2014年02月23日

男子スラロームの主役

ソチ五輪の男子スラロームはまれに見る泥レースとなってしまった。それを演出したのは、セッターを担当したクロアチアのコーチ、コステリッチである(ヤニツァ・コステリッチ、イヴィツァ・コステリッチのパパ)。

ただでさえ急でハードな斜面だったのだが、そこにとんでもない旗門をセットしたおかげで、選手たちの完走率が著しく下がってしまった。おかげで、完全なサバイバルゲームとなってしまい、一本目の記録などはほとんど意味がないものになってしまった。

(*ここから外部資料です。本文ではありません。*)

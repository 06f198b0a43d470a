//! `[image]` and `[script]` section configuration.
//!
//! # Example
//!
//! ```toml
//! [image]
//! thumb_width = 520
//! thumb_height = 390
//! thumb_suffix = "-thumb"
//! jpeg_quality = 90
//!
//! [script]
//! drop_console = true
//! ```

use serde::{Deserialize, Serialize};

use super::ConfigDiagnostics;

/// Image compression and thumbnail settings.
#[derive(Debug, Clone, Serialize, Deserialize)]
#[serde(default, deny_unknown_fields)]
pub struct ImageConfig {
    /// Thumbnails fit inside this box, aspect ratio kept (no crop).
    pub thumb_width: u32,
    pub thumb_height: u32,
    /// Appended to the file stem of thumbnail variants.
    pub thumb_suffix: String,
    /// Quality for re-encoded JPEG files (1-100).
    pub jpeg_quality: u8,
}

impl Default for ImageConfig {
    fn default() -> Self {
        Self {
            thumb_width: 520,
            thumb_height: 390,
            thumb_suffix: "-thumb".into(),
            jpeg_quality: 90,
        }
    }
}

impl ImageConfig {
    pub fn validate(&self, diag: &mut ConfigDiagnostics) {
        if self.thumb_width == 0 || self.thumb_height == 0 {
            diag.error("image.thumb_width", "thumbnail dimensions must be non-zero");
        }
        if self.thumb_suffix.is_empty() {
            diag.error_with_hint(
                "image.thumb_suffix",
                "suffix must not be empty",
                "an empty suffix would overwrite the compressed original",
            );
        }
        if !(1..=100).contains(&self.jpeg_quality) {
            diag.error("image.jpeg_quality", "quality must be within 1..=100");
        }
    }
}

/// Script minification settings.
#[derive(Debug, Clone, Serialize, Deserialize)]
#[serde(default, deny_unknown_fields)]
pub struct ScriptConfig {
    /// Remove `console.*` calls from minified output.
    pub drop_console: bool,
}

impl Default for ScriptConfig {
    fn default() -> Self {
        Self { drop_console: true }
    }
}

#[cfg(test)]
mod tests {
    use crate::config::{ConfigDiagnostics, test_parse_config};

    #[test]
    fn test_defaults() {
        let config = test_parse_config("");
        assert_eq!(config.image.thumb_width, 520);
        assert_eq!(config.image.thumb_height, 390);
        assert_eq!(config.image.thumb_suffix, "-thumb");
        assert!(config.script.drop_console);
    }

    #[test]
    fn test_invalid_quality() {
        let config = test_parse_config("[image]\njpeg_quality = 0");
        let mut diag = ConfigDiagnostics::new();
        config.image.validate(&mut diag);
        assert_eq!(diag.errors().len(), 1);
        assert_eq!(diag.errors()[0].field, "image.jpeg_quality");
    }
}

実は僕も同じような場面の当事者になったことが、一度だけある。それは確か大学3年の時で、栂池で開催された東京地区国公立大学スキー大会のスラローム競技だった。その時、一本目のセットが異常にインターバルの広い設定になっていて、まるでジャイアントスラロームのようだった。GSの試合も別途行われていたので、一本目が終わった後、選手会がセットを担当した栂池スキースクールに、「二本目はもうちょっとスラロームらしいセットにしてくれ」と要望を出した。その要望にへそを曲げた栂池スキースクールは、一本目の三倍にも及ぶ本数の旗門をセットした。そのセットは一本目はもちろん普通のスラロームと比較しても異常に間隔が狭く、僕は、ゴールに到達するまでに2回転倒した。二本目に出走した全選手の中で、転倒しなかったのは2人だけで、3位の選手ですら1度転倒したという、異常事態となった。この一件以後、僕は栂池が大嫌いになった。

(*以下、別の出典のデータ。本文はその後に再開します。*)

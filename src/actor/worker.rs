//! Chain workers: one queue and one task per route.
//!
//! A trigger is a unit message on a queue of depth one. While a chain runs,
//! at most one further trigger waits behind it; later triggers fold into the
//! waiting one. A chain therefore never overlaps itself, and a burst of
//! changes costs at most one extra run.

use std::path::{Path, PathBuf};
use std::sync::Arc;

use rustc_hash::FxHashMap;
use tokio::sync::mpsc;
use tokio::sync::mpsc::error::TrySendError;
use tokio::task::JoinHandle;

use super::messages::WsMsg;
use crate::logger::{status_error, status_success, status_unchanged};
use crate::pipeline::ChainReport;
use crate::registry::{RouteKey, RouteKind};
use crate::utils::path::to_slash;

/// Cloneable handle that queues chain runs.
#[derive(Clone, Default)]
pub struct ChainTriggers {
    queues: FxHashMap<RouteKey, mpsc::Sender<()>>,
}

impl ChainTriggers {
    /// Queue a run of `key`. Returns `false` for unknown or stopped workers.
    pub fn trigger(&self, key: &RouteKey) -> bool {
        let Some(tx) = self.queues.get(key) else {
            return false;
        };
        match tx.try_send(()) {
            Ok(()) => true,
            Err(TrySendError::Full(())) => {
                crate::debug!("watch"; "{} already queued", key);
                true
            }
            Err(TrySendError::Closed(())) => false,
        }
    }
}

/// The running workers.
pub struct ChainWorkers {
    triggers: ChainTriggers,
    handles: Vec<JoinHandle<()>>,
}

impl ChainWorkers {
    /// Spawn a worker per key on the current runtime.
    ///
    /// `runner` performs the chain on the blocking pool. Completed runs are
    /// reported to `ws_tx`: stylesheet chains as a hot-swap of the written
    /// `.css` files, everything else as a reload.
    pub fn spawn<F>(
        keys: impl IntoIterator<Item = RouteKey>,
        runner: F,
        output_dir: PathBuf,
        ws_tx: Option<mpsc::Sender<WsMsg>>,
    ) -> Self
    where
        F: Fn(&RouteKey) -> ChainReport + Send + Sync + 'static,
    {
        let runner = Arc::new(runner);
        let output_dir = Arc::new(output_dir);
        let mut triggers = ChainTriggers::default();
        let mut handles = Vec::new();

        for key in keys {
            let (tx, rx) = mpsc::channel(1);
            triggers.queues.insert(key.clone(), tx);
            handles.push(tokio::spawn(drain(
                key,
                rx,
                Arc::clone(&runner),
                Arc::clone(&output_dir),
                ws_tx.clone(),
            )));
        }

        Self { triggers, handles }
    }

    pub fn triggers(&self) -> ChainTriggers {
        self.triggers.clone()
    }

    /// Close every queue and wait for in-flight runs.
    ///
    /// Workers stop once every [`ChainTriggers`] clone is dropped.
    pub async fn join(self) {
        drop(self.triggers);
        for handle in self.handles {
            let _ = handle.await;
        }
    }
}

async fn drain<F>(
    key: RouteKey,
    mut rx: mpsc::Receiver<()>,
    runner: Arc<F>,
    output_dir: Arc<PathBuf>,
    ws_tx: Option<mpsc::Sender<WsMsg>>,
) where
    F: Fn(&RouteKey) -> ChainReport + Send + Sync + 'static,
{
    while rx.recv().await.is_some() {
        let runner = Arc::clone(&runner);
        let run_key = key.clone();
        let report = match tokio::task::spawn_blocking(move || runner(&run_key)).await {
            Ok(report) => report,
            Err(e) => {
                status_error(&format!("{key} panicked"), &e.to_string());
                continue;
            }
        };

        report_status(&key, &report);

        if report.written.is_empty() {
            continue;
        }
        if let Some(tx) = &ws_tx
            && let Some(msg) = notification(&key, &report, &output_dir)
            && tx.send(msg).await.is_err()
        {
            crate::debug!("watch"; "ws actor gone, {} stops notifying", key);
        }
    }
    crate::debug!("watch"; "{} worker stopped", key);
}

fn report_status(key: &RouteKey, report: &ChainReport) {
    if let Some(first) = report.failed.first() {
        let summary = format!("{key}: {} failed", report.failed.len());
        status_error(&summary, &format!("{}: {}", first.path.display(), first.message));
    } else if report.written.is_empty() {
        status_unchanged(&format!("{key}: up to date"));
    } else {
        status_success(&format!("{key}: {} written", report.written.len()));
    }
}

/// Dev server message for a finished chain.
fn notification(key: &RouteKey, report: &ChainReport, output_dir: &Path) -> Option<WsMsg> {
    if key.kind != RouteKind::Style {
        return Some(WsMsg::Reload {
            reason: key.to_string(),
        });
    }
    let paths: Vec<String> = report
        .written
        .iter()
        .filter(|p| p.extension().is_some_and(|e| e == "css"))
        .filter_map(|p| url_path(p, output_dir))
        .collect();
    (!paths.is_empty()).then_some(WsMsg::Css { paths })
}

/// `<output>/item/css/main.css` -> `/item/css/main.css`
fn url_path(path: &Path, output_dir: &Path) -> Option<String> {
    let rel = path.strip_prefix(output_dir).ok()?;
    Some(format!("/{}", to_slash(rel)))
}

#[cfg(test)]
mod tests {
    use std::sync::atomic::{AtomicUsize, Ordering};
    use std::time::Duration;

    use super::*;

    fn key(kind: RouteKind) -> RouteKey {
        RouteKey::new("item", kind)
    }

    fn written(paths: &[&str]) -> ChainReport {
        ChainReport {
            written: paths.iter().map(PathBuf::from).collect(),
            ..ChainReport::default()
        }
    }

    #[tokio::test(flavor = "multi_thread", worker_threads = 2)]
    async fn test_chain_never_overlaps_itself() {
        let active = Arc::new(AtomicUsize::new(0));
        let peak = Arc::new(AtomicUsize::new(0));
        let runs = Arc::new(AtomicUsize::new(0));

        let runner = {
            let (active, peak, runs) = (active.clone(), peak.clone(), runs.clone());
            move |_: &RouteKey| {
                let now = active.fetch_add(1, Ordering::SeqCst) + 1;
                peak.fetch_max(now, Ordering::SeqCst);
                std::thread::sleep(Duration::from_millis(30));
                active.fetch_sub(1, Ordering::SeqCst);
                runs.fetch_add(1, Ordering::SeqCst);
                ChainReport::default()
            }
        };

        let workers = ChainWorkers::spawn([key(RouteKind::Script)], runner, PathBuf::from("/out"), None);
        let triggers = workers.triggers();
        for _ in 0..5 {
            assert!(triggers.trigger(&key(RouteKind::Script)));
            tokio::time::sleep(Duration::from_millis(5)).await;
        }
        drop(triggers);
        workers.join().await;

        assert_eq!(peak.load(Ordering::SeqCst), 1);
        let runs = runs.load(Ordering::SeqCst);
        assert!((1..=5).contains(&runs), "runs = {runs}");
    }

    #[tokio::test]
    async fn test_unknown_key_not_triggered() {
        let workers = ChainWorkers::spawn(
            [key(RouteKind::Script)],
            |_: &RouteKey| ChainReport::default(),
            PathBuf::from("/out"),
            None,
        );
        assert!(!workers.triggers().trigger(&key(RouteKind::Markup)));
        workers.join().await;
    }

    #[tokio::test]
    async fn test_completed_chains_notify() {
        let (ws_tx, mut ws_rx) = mpsc::channel(4);
        let workers = ChainWorkers::spawn(
            [key(RouteKind::Style), key(RouteKind::Script)],
            |k: &RouteKey| match k.kind {
                RouteKind::Style => written(&["/out/item/css/main.css", "/out/item/css/main.min.css"]),
                _ => written(&["/out/item/js/item.js"]),
            },
            PathBuf::from("/out"),
            Some(ws_tx),
        );

        let triggers = workers.triggers();
        triggers.trigger(&key(RouteKind::Style));
        match ws_rx.recv().await {
            Some(WsMsg::Css { paths }) => {
                assert_eq!(paths, ["/item/css/main.css", "/item/css/main.min.css"]);
            }
            other => panic!("expected css message, got {other:?}"),
        }

        triggers.trigger(&key(RouteKind::Script));
        match ws_rx.recv().await {
            Some(WsMsg::Reload { reason }) => assert_eq!(reason, "item:script"),
            other => panic!("expected reload, got {other:?}"),
        }

        drop(triggers);
        workers.join().await;
    }

    #[test]
    fn test_nothing_written_sends_nothing() {
        let report = ChainReport::default();
        assert!(report.written.is_empty());
        assert!(notification(&key(RouteKind::Style), &report, Path::new("/out")).is_none());
    }

    #[test]
    fn test_url_path() {
        let out = Path::new("/site/build");
        assert_eq!(
            url_path(Path::new("/site/build/item/css/main.css"), out).as_deref(),
            Some("/item/css/main.css")
        );
        assert_eq!(url_path(Path::new("/elsewhere/a.css"), out), None);
    }
}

アルペンスキーという競技は、基本的にはセットに文句を言うべきではない。選手は、ポールが立っているところを黙って滑れば良い。今回も、きちんとゴールした選手は何人もいたし、優勝したのは一本目にラップだったマリオ・マットだったのだから、速い選手がきちんと結果を出したとも言える。上位に並んだ選手たちは、確かにこのところ調子の良い選手たちだった。しかし、スタートバーを切ってピステに飛び出していく選手たちが次から次へと途中棄権してしまい、まともにゴールした選手が数名しかいないというのはいかがなものか。少なくとも、テレビでレースを観戦していても、面白いレースではなかった。選手はもちろん、多くの観戦者も、このセットには納得がいかなかったと思う。選手たちはこのレースに向けて長い時間をかけて調整してきたはずで、その努力がほとんど実を結ばないのでは、虚しいとしか言いようがない。それを観ている僕たちも同じだ。

今回のスラロームは、主役が選手ではなくセッターになってしまった。こんな不幸なレースは、もう観たくない。